== ABOUT THIS EXERCISE ==
Below are some records. Count the lines with "staging" in them and give nothing but the total.
----------
impl Collection {
    /// Create a collection publishing on `bus`
    ///
    /// Fails with `ValidationFailure` when `config` is invalid.
    pub fn new(
        name: impl Into<String>,
        engine: Arc<dyn CollectionEngine>,
        config: CollectionConfig,
        bus: EventBus<CollectionEvent>,
    ) -> Result<Self> {
        config.validate()?;

        let buffer = config.buffered.then(|| Buffer::new(config.buffer_size));
        let mut state = CollectionState {
            name: name.into(),
            cleaner: config.cleaner(),
            config,
            buffer,
            store: ItemStore::new(),
            providers: BTreeMap::new(),
            imports: BTreeMap::new(),
            data_configs: DataConfigs::new(),
            selector: Arc::new(NoSelection),
        };
        state.recompute_data_configs();

        Ok(Self {
            engine,
            bus,
            state: Mutex::new(state),
        })
    }

    pub async fn name(&self) -> String {
        self.state.lock().await.name.clone()
    }

    pub(crate) async fn rename(&self, name: &str) {
        self.state.lock().await.name = name.to_string();
    }

    pub fn kind(&self) -> &str {
        self.engine.kind()
    }

    pub async fn config(&self) -> CollectionConfig {
        self.state.lock().await.config.clone()
    }

    pub async fn info(&self) -> CollectionInfo {
        let state = self.state.lock().await;
        CollectionInfo {
            name: state.name.clone(),
            kind: self.engine.kind().to_string(),
            config: state.config.clone(),
            buffered: state.buffer.is_some(),
            staged: state.buffer.as_ref().map_or(0, Buffer::len),
            committed: state.store.len(),
            providers: state.providers.keys().cloned().collect(),
            imports: state.imports.keys().cloned().collect(),
        }
    }

    /// Merge a JSON patch into the configuration
    ///
    /// A smaller `buffer_size` evicts the oldest staged items with promotion.
    /// Toggling `buffered` behaves like `activate_buffer`/`disable_buffer`.
    pub async fn update_config(&self, patch: &Value) -> Result<CollectionConfig> {
        let mut guard = self.state.lock().await;
        let state = &mut *guard;
        let config = state.config.merged(patch)?;

        match (state.buffer.as_mut(), config.buffered) {
            (Some(buffer), true) => {
                for evicted in buffer.set_capacity(config.buffer_size) {
                    self.promote(state.name.as_str(), &mut state.store, evicted);
                }
            }
            (Some(buffer), false) => {
                let discarded = buffer.remove_all();
                state.buffer = None;
                info!(collection = %state.name, discarded, "Buffer disabled");
            }
            (None, true) => {
                state.buffer = Some(Buffer::new(config.buffer_size));
                info!(collection = %state.name, capacity = config.buffer_size, "Buffer activated");
            }
            (None, false) => {}
        }

        state.cleaner = config.cleaner();
        state.config = config;
        state.recompute_data_configs();
        debug!(collection = %state.name, "Configuration updated");
        Ok(state.config.clone())
    }

    /// Replace the best-match selector run after each enrichment pass
    pub async fn set_selector(&self, selector: Arc<dyn MatchSelector>) {
        self.state.lock().await.selector = selector;
    }

    // ========================================================================
    // Providers and imports
    // ========================================================================

    /// Register a provider; a provider with the same name is replaced
    pub async fn add_provider(&self, provider: Arc<dyn Provider>) {
        let mut state = self.state.lock().await;
        let name = provider.name().to_string();
        if state.providers.insert(name.clone(), provider).is_some() {
            debug!(collection = %state.name, provider = %name, "Provider replaced");
        } else {
            info!(collection = %state.name, provider = %name, "Provider added");
        }
    }

    pub async fn delete_provider(&self, name: &str) -> Result<()> {
        let mut state = self.state.lock().await;
        state
            .providers
            .remove(name)
            .map(|_| ())
            .ok_or_else(|| Error::NotFound(format!("provider '{}'", name)))
    }

    pub async fn providers(&self) -> Vec<String> {
        self.state.lock().await.providers.keys().cloned().collect()
    }

    /// Link an import; its data configs join the collection's
    pub async fn add_import(&self, id: &str, source: Arc<dyn ImportSource>) {
        let mut state = self.state.lock().await;
        state.imports.insert(id.to_string(), source);
        state.recompute_data_configs();
    }

    pub async fn delete_import(&self, id: &str) -> Result<()> {
        let mut state = self.state.lock().await;
        if state.imports.remove(id).is_none() {
            return Err(Error::NotFound(format!(
                "import {} in collection '{}'",
                id, state.name
            )));
        }
        state.recompute_data_configs();
        Ok(())
    }

    pub async fn imports(&self) -> Vec<String> {
        self.state.lock().await.imports.keys().cloned().collect()
    }

    /// Effective per-data-kind configuration
    pub async fn data_configs(&self) -> DataConfigs {
        self.state.lock().await.data_configs.clone()
    }

    // ========================================================================
    // Ingestion
    // ========================================================================

    /// Handle one datum from an import
    ///
    /// Dependencies are configured first (pre-order), then the datum itself.
    /// A failing dependency aborts the datum with `DependencyFailure`. The
    /// datum then merges into the existing item with the same fingerprint
    /// (staged or committed) or creates a new one. Returns the item as it
    /// stands after the optional enrichment pass.
    pub async fn on_input(&self, datum: Datum) -> Result<Item> {
        let (id, enrich) = {
            let mut guard = self.state.lock().await;
            let state = &mut *guard;

            prepare(&datum, &state.data_configs)?;

            let id = Fingerprint::new(datum.kind(), datum.name());
            self.stage_or_commit(state, id, &datum)?;
            let enrich = state.config.auto_enrich && !state.providers.is_empty();
            (id, enrich)
        };

        if enrich {
            return self.enrich(id, None).await;
        }

        let state = self.state.lock().await;
        state.find(&id).map(|(_, item)| item.clone())
    }

    fn stage_or_commit(
        &self,
        state: &mut CollectionState,
        id: Fingerprint,
        datum: &Datum,
    ) -> Result<()> {
        let name = state.name.as_str();

        if let Some(buffer) = state.buffer.as_mut() {
            if let Some(staged) = buffer.get(&id) {
                let mut item = staged.clone();
                merge_input(&mut item, datum, &state.cleaner);
                self.publish(name, EventSource::Buffer, EventStatus::Update, &item);
                // Same size: re-arrival only refreshes recency
                if let Some(evicted) = buffer.add(id, item) {
                    self.promote(name, &mut state.store, evicted);
                }
                return Ok(());
            }
        }

        if state.store.contains(&id) {
            let cleaner = &state.cleaner;
            let item = state
                .store
                .modify(&id, |item| merge_input(item, datum, cleaner))?;
            self.publish(name, EventSource::Items, EventStatus::Update, item);
            return Ok(());
        }

        let mut item = Item::new(id);
        merge_input(&mut item, datum, &state.cleaner);

        match state.buffer.as_mut() {
            Some(buffer) => {
                self.publish(name, EventSource::Buffer, EventStatus::Add, &item);
                if let Some(evicted) = buffer.add(id, item) {
                    self.promote(name, &mut state.store, evicted);
                }
                Ok(())
            }
            None => {
                state.store.add(id, item.clone())?;
                self.publish(name, EventSource::Items, EventStatus::Add, &item);
                Ok(())
            }
        }
    }

    /// Commit an evicted item; eviction never drops staged work
    fn promote(&self, collection: &str, store: &mut ItemStore, item: Item) {
        let id = item.id;
        match store.add(id, item.clone()) {
            Ok(()) => {
                debug!(collection, id = %id, "Evicted item promoted");
                self.publish(collection, EventSource::Items, EventStatus::Add, &item);
            }
            Err(e) => {
                warn!(collection, id = %id, error = %e, "Evicted item rejected by store");
            }
        }
    }

    fn publish(&self, collection: &str, source: EventSource, status: EventStatus, item: &Item) {
        self.bus.emit(CollectionEvent {
            collection: collection.to_string(),
            source,
            status,
            id: item.id,
            item: item.clone(),
            timestamp: Utc::now(),
        });
    }

    // ========================================================================
    // Enrichment
    // ========================================================================

    /// Run one enrichment pass for `id` and publish one update tagged `source`
    ///
    /// With no provider registered the update is still published.
    pub async fn search(&self, source: EventSource, id: Fingerprint) -> Result<Item> {
        self.enrich(id, Some(source)).await
    }

    /// Enrichment pass; without a `source` the update is tagged with where
    /// the item lives once the pass completes
    async fn enrich(&self, id: Fingerprint, source: Option<EventSource>) -> Result<Item> {
        let (query, providers, coordinator) = {
            let state = self.state.lock().await;
            let (_, item) = state.find(&id)?;
            (
                item.query().to_string(),
                state.providers.values().cloned().collect::<Vec<_>>(),
                EnrichmentCoordinator::with_deadline(state.config.provider_deadline()),
            )
        };

        let results = if providers.is_empty() {
            BTreeMap::new()
        } else {
            coordinator.run(&query, &providers).await
        };

        let mut guard = self.state.lock().await;
        let state = &mut *guard;
        let selector = Arc::clone(&state.selector);
        let source = source.unwrap_or_else(|| {
            if state.buffer.as_ref().is_some_and(|b| b.contains(&id)) {
                EventSource::Buffer
            } else {
                EventSource::Items
            }
        });

        // The item may have been validated or evicted during the pass
        let item = state.find_mut(&id).ok_or_else(|| {
            Error::NotFound(format!("item {} removed during enrichment", id))
        })?;
        item.merge_enrichment(results);
        if item.selected_match.is_none() {
            let selected = selector.select(item);
            item.selected_match = selected;
        }
        let item = item.clone();

        self.publish(&state.name, source, EventStatus::Update, &item);
        debug!(collection = %state.name, id = %id, query = %query, "Enrichment pass complete");
        Ok(item)
    }

    // ========================================================================
    // Validation and buffer control
    // ========================================================================

    /// Confirm a staged item and commit it
    ///
    /// `selected` becomes the item's selected match when given. The item is
    /// committed before `items/add` is published.
    pub async fn validate(&self, id: Fingerprint, selected: Option<ProviderRecord>) -> Result<Item> {
        let mut guard = self.state.lock().await;
        let state = &mut *guard;

        let buffer = state
            .buffer
            .as_mut()
            .ok_or_else(|| Error::InvalidState("buffer not initialized".to_string()))?;
        let mut item = buffer.validate(&id)?;
        if selected.is_some() {
            item.selected_match = selected;
        }

        state.store.add(id, item.clone())?;
        self.publish(&state.name, EventSource::Items, EventStatus::Add, &item);
        info!(collection = %state.name, id = %id, "Item validated");
        Ok(item)
    }

    /// Enable staging; keeps the current buffer when already active
    pub async fn activate_buffer(&self) {
        let mut state = self.state.lock().await;
        state.config.buffered = true;
        if state.buffer.is_none() {
            state.buffer = Some(Buffer::new(state.config.buffer_size));
            info!(collection = %state.name, capacity = state.config.buffer_size, "Buffer activated");
        }
    }

    /// Disable staging; staged items are discarded without promotion
    pub async fn disable_buffer(&self) -> Result<()> {
        let mut state = self.state.lock().await;
        let Some(mut buffer) = state.buffer.take() else {
            return Err(Error::InvalidState("buffer already disabled".to_string()));
        };
        let discarded = buffer.remove_all();
        state.config.buffered = false;
        info!(collection = %state.name, discarded, "Buffer disabled");
        Ok(())
    }

    pub async fn is_buffered(&self) -> bool {
        self.state.lock().await.buffer.is_some()
    }

    // ========================================================================
    // Item management
    // ========================================================================

    /// Staged items in arrival order
    pub async fn get_buffer(&self) -> Vec<Item> {
        let state = self.state.lock().await;
        state
            .buffer
            .as_ref()
            .map(Buffer::get_current_list)
            .unwrap_or_default()
    }

    /// Committed items (unordered)
    pub async fn get_items(&self) -> Vec<Item> {
        self.state.lock().await.store.get_current_list()
    }

    /// Committed item by id
    pub async fn get_item(&self, id: Fingerprint) -> Result<Item> {
        self.state.lock().await.store.get(&id).cloned()
    }

    /// Remove a committed item
    pub async fn remove_item(&self, id: Fingerprint) -> Result<Item> {
        let mut state = self.state.lock().await;
        let item = state.store.remove(&id)?;
        self.publish(&state.name, EventSource::Items, EventStatus::Remove, &item);
        Ok(item)
    }

    /// Drop a staged item without promotion
    pub async fn delete_buffer_item(&self, id: Fingerprint) -> Result<Item> {
        let mut guard = self.state.lock().await;
        let state = &mut *guard;
        let buffer = state
            .buffer
            .as_mut()
            .ok_or_else(|| Error::InvalidState("buffer not initialized".to_string()))?;
        let item = buffer
            .remove(&id)
            .ok_or_else(|| Error::NotFound(format!("item {} in buffer", id)))?;
        self.publish(&state.name, EventSource::Buffer, EventStatus::Remove, &item);
        Ok(item)
    }

    /// Set the selected match of a committed item
    pub async fn select_match(&self, id: Fingerprint, record: ProviderRecord) -> Result<Item> {
        let mut guard = self.state.lock().await;
        let state = &mut *guard;
        let item = state
            .store
            .modify(&id, |item| item.selected_match = Some(record))?
            .clone();
        self.publish(&state.name, EventSource::Items, EventStatus::Update, &item);
        Ok(item)
    }
}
----------
== PROBLEM SOLUTION ==
2